The lines wanted run from the first one below through the one with "fn plain(calls: &Calls, name: &str)". Return them exactly.

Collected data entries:
********************
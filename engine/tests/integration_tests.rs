use std::cell::RefCell;
use std::collections::HashMap;
use std::rc::Rc;

use optline_core::{
    ArgumentError, Catalog, CommandDescriptor, FieldDescriptor, OptionTypeDescriptor, ParseError,
};
use optline_engine::{
    CommandGroup, CommandRegistry, Dispatcher, Execution, Handler, HandlerTable, ParseMode,
    Parser, ParserOptions, PlainPresenter,
};

// ---------------------------------------------------------------------------
// Helpers
// ---------------------------------------------------------------------------

type Calls = Rc<RefCell<Vec<String>>>;

fn recorder(calls: &Calls, name: &str) -> Handler {
    let calls = calls.clone();
    let name = name.to_string();
    Handler::with_options(move |options, rest| {
        calls.borrow_mut().push(format!("{name} {options} {rest:?}"));
        Ok(())
    })
}

fn plain(calls: &Calls, name: &str) -> Handler {
    let calls = calls.clone();
    let name = name.to_string();
    Handler::run(move |rest| {
        calls.borrow_mut().push(format!("{name} {rest:?}"));
        Ok(())
    })
}

fn catalog() -> Catalog {
    Catalog::new()
        .with_option_type(
            OptionTypeDescriptor::new("TestOptions")
                .with_field(FieldDescriptor::new("n", "i32").with_default("0"))
                .with_field(FieldDescriptor::new("text", "string").with_short("t")),
        )
        .with_command(CommandDescriptor::new("test").with_options("TestOptions"))
        .with_command(CommandDescriptor::new("list-files"))
        .with_command(CommandDescriptor::new("load-file"))
}

fn handlers(calls: &Calls) -> HandlerTable {
    HandlerTable::new()
        .with("test", recorder(calls, "test"))
        .with("list-files", plain(calls, "list-files"))
        .with("load-file", plain(calls, "load-file"))
}

// ---------------------------------------------------------------------------
// Registry
// ---------------------------------------------------------------------------

#[test]
fn test_auto_alias_collision_keeps_first() {
    let calls = Calls::default();
    let options = ParserOptions {
        auto_alias: true,
        ..ParserOptions::standard()
    };
    let registry = CommandRegistry::build(&catalog(), &handlers(&calls), &options).unwrap();

    assert_eq!(registry.resolve("lf").unwrap().name(), "list-files");
    assert_eq!(registry.resolve("LF").unwrap().name(), "list-files");
    assert_eq!(registry.resolve("t").unwrap().name(), "test");
    assert_eq!(registry.len(), 3);
}

#[test]
fn test_missing_handler_is_a_build_error() {
    let calls = Calls::default();
    let handlers = HandlerTable::new().with("test", recorder(&calls, "test"));
    let err = Parser::from_provider(&catalog(), &handlers, ParserOptions::standard()).unwrap_err();
    assert!(err.to_string().contains("list-files"));
}

// ---------------------------------------------------------------------------
// Parsing
// ---------------------------------------------------------------------------

#[test]
fn test_empty_input_in_strict_mode() {
    let calls = Calls::default();
    let parser =
        Parser::from_provider(&catalog(), &handlers(&calls), ParserOptions::strict_command_name())
            .unwrap();

    let result = parser.parse("");
    assert_eq!(result.mode, ParseMode::Failed { help: String::new() });
    assert_eq!(result.errors, [ArgumentError::from(ParseError::MissingCommand)]);
    assert_eq!(result.errors[0].to_string(), "Specify the command name");
}

#[test]
fn test_default_command_takes_leading_options() {
    let calls = Calls::default();
    let parser =
        Parser::from_provider(&catalog(), &handlers(&calls), ParserOptions::standard()).unwrap();

    let result = parser.parse("-n 99 -t \"a b\"");
    assert!(result.is_bound());
    assert_eq!(result.command.as_ref().unwrap().name(), "test");
    let options = result.options.unwrap();
    assert_eq!(options.get_as::<i32>("n"), Some(99));
    assert_eq!(options.get_as::<String>("text").as_deref(), Some("a b"));
}

#[test]
fn test_repeated_parses_do_not_leak() {
    let calls = Calls::default();
    let parser =
        Parser::from_provider(&catalog(), &handlers(&calls), ParserOptions::standard()).unwrap();

    let first = parser.parse("test -n 5").options.unwrap();
    let second = parser.parse("test").options.unwrap();
    assert_eq!(first.get_as::<i32>("n"), Some(5));
    assert_eq!(second.get_as::<i32>("n"), Some(0));
}

#[test]
fn test_batch_parses_each_group() {
    let calls = Calls::default();
    let parser =
        Parser::from_provider(&catalog(), &handlers(&calls), ParserOptions::standard()).unwrap();

    let results = parser.parse_batch("test -n 1 | list-files a | test -n x");
    let modes: Vec<_> = results.iter().map(|r| r.mode.clone()).collect();
    assert_eq!(
        modes,
        [
            ParseMode::Bound,
            ParseMode::Bound,
            ParseMode::Failed {
                help: "test".into()
            }
        ]
    );
}

#[test]
fn test_env_backed_option_through_parser() {
    let catalog = Catalog::new()
        .with_option_type(
            OptionTypeDescriptor::new("LoginOptions").with_field(
                FieldDescriptor::new("user", "string")
                    .with_short("u")
                    .required()
                    .from_env(),
            ),
        )
        .with_command(CommandDescriptor::new("login").with_options("LoginOptions"));
    let calls = Calls::default();
    let handlers = HandlerTable::new().with("login", recorder(&calls, "login"));
    let parser = Parser::from_provider(&catalog, &handlers, ParserOptions::standard())
        .unwrap()
        .with_env(HashMap::from([("u".to_string(), "ada".to_string())]));

    let result = parser.parse("login");
    assert!(result.is_bound());
    assert_eq!(
        result.options.unwrap().get_as::<String>("user").as_deref(),
        Some("ada")
    );
}

// ---------------------------------------------------------------------------
// Dispatch
// ---------------------------------------------------------------------------

#[test]
fn test_help_for_command_runs_nothing() {
    let calls = Calls::default();
    let parser = Parser::from_provider(
        &catalog(),
        &handlers(&calls),
        ParserOptions::standard().with_program_name("tool"),
    )
    .unwrap();
    let mut dispatcher = Dispatcher::new(&parser, PlainPresenter::new(Vec::new()));

    assert_eq!(parser.parse("help test").mode, ParseMode::Help("test".into()));
    assert_eq!(dispatcher.parse_and_run("help test").unwrap(), Execution::ShowedHelp);
    assert_eq!(dispatcher.parse_and_run("test help").unwrap(), Execution::ShowedHelp);
    assert!(calls.borrow().is_empty());

    let output = String::from_utf8(dispatcher.into_presenter().into_inner()).unwrap();
    assert!(output.starts_with("Usage: tool test -option value...\n"));
    assert!(output.contains("  -text, -t <string>     (Optional)\n"));
}

#[test]
fn test_failed_parse_reports_errors() {
    let calls = Calls::default();
    let parser = Parser::from_provider(
        &catalog(),
        &handlers(&calls),
        ParserOptions::strict_option_name().with_program_name("tool"),
    )
    .unwrap();
    let mut dispatcher = Dispatcher::new(&parser, PlainPresenter::new(Vec::new()));

    let execution = dispatcher.parse_and_run("test -bogus 1").unwrap();
    assert_eq!(execution, Execution::ReportedErrors);
    assert!(calls.borrow().is_empty());

    let output = String::from_utf8(dispatcher.into_presenter().into_inner()).unwrap();
    assert!(output.starts_with(
        "Error: test -bogus 1\n  Option 'bogus' is not found in Type: TestOptions\n\n"
    ));
}

#[test]
fn test_nested_group_dispatch() {
    let calls = Calls::default();
    let nested = Catalog::new()
        .with_command(CommandDescriptor::new("add"))
        .with_command(CommandDescriptor::new("remove"));
    let nested_handlers = HandlerTable::new()
        .with("add", plain(&calls, "add"))
        .with("remove", plain(&calls, "remove"));
    let group = CommandGroup::new(&nested, &nested_handlers, None).unwrap();

    let catalog = Catalog::new().with_command(CommandDescriptor::new("remote").as_subcommand());
    let handlers = HandlerTable::new().with("remote", group.into_handler());
    let parser =
        Parser::from_provider(&catalog, &handlers, ParserOptions::strict_command_name()).unwrap();
    let mut dispatcher = Dispatcher::new(&parser, PlainPresenter::new(Vec::new()));

    assert_eq!(dispatcher.parse_and_run("remote add origin").unwrap(), Execution::Ran);
    assert_eq!(dispatcher.parse_and_run("remote remove x").unwrap(), Execution::Ran);
    // Groups use strict option names, so the nested parse fails and reports.
    assert_eq!(dispatcher.parse_and_run("remote remove -f x").unwrap(), Execution::Ran);
    assert_eq!(*calls.borrow(), ["add [\"origin\"]", "remove [\"x\"]"]);
}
********************
◆ Answer space
filename engine/tests/integration_tests.rs
use std::cell::RefCell;
use std::collections::HashMap;
use std::rc::Rc;

use optline_core::{
    ArgumentError, Catalog, CommandDescriptor, FieldDescriptor, OptionTypeDescriptor, ParseError,
};
use optline_engine::{
    CommandGroup, CommandRegistry, Dispatcher, Execution, Handler, HandlerTable, ParseMode,
    Parser, ParserOptions, PlainPresenter,
};

// ---------------------------------------------------------------------------
// Helpers
// ---------------------------------------------------------------------------

type Calls = Rc<RefCell<Vec<String>>>;

fn recorder(calls: &Calls, name: &str) -> Handler {
    let calls = calls.clone();
    let name = name.to_string();
    Handler::with_options(move |options, rest| {
        calls.borrow_mut().push(format!("{name} {options} {rest:?}"));
        Ok(())
    })
}

fn plain(calls: &Calls, name: &str) -> Handler {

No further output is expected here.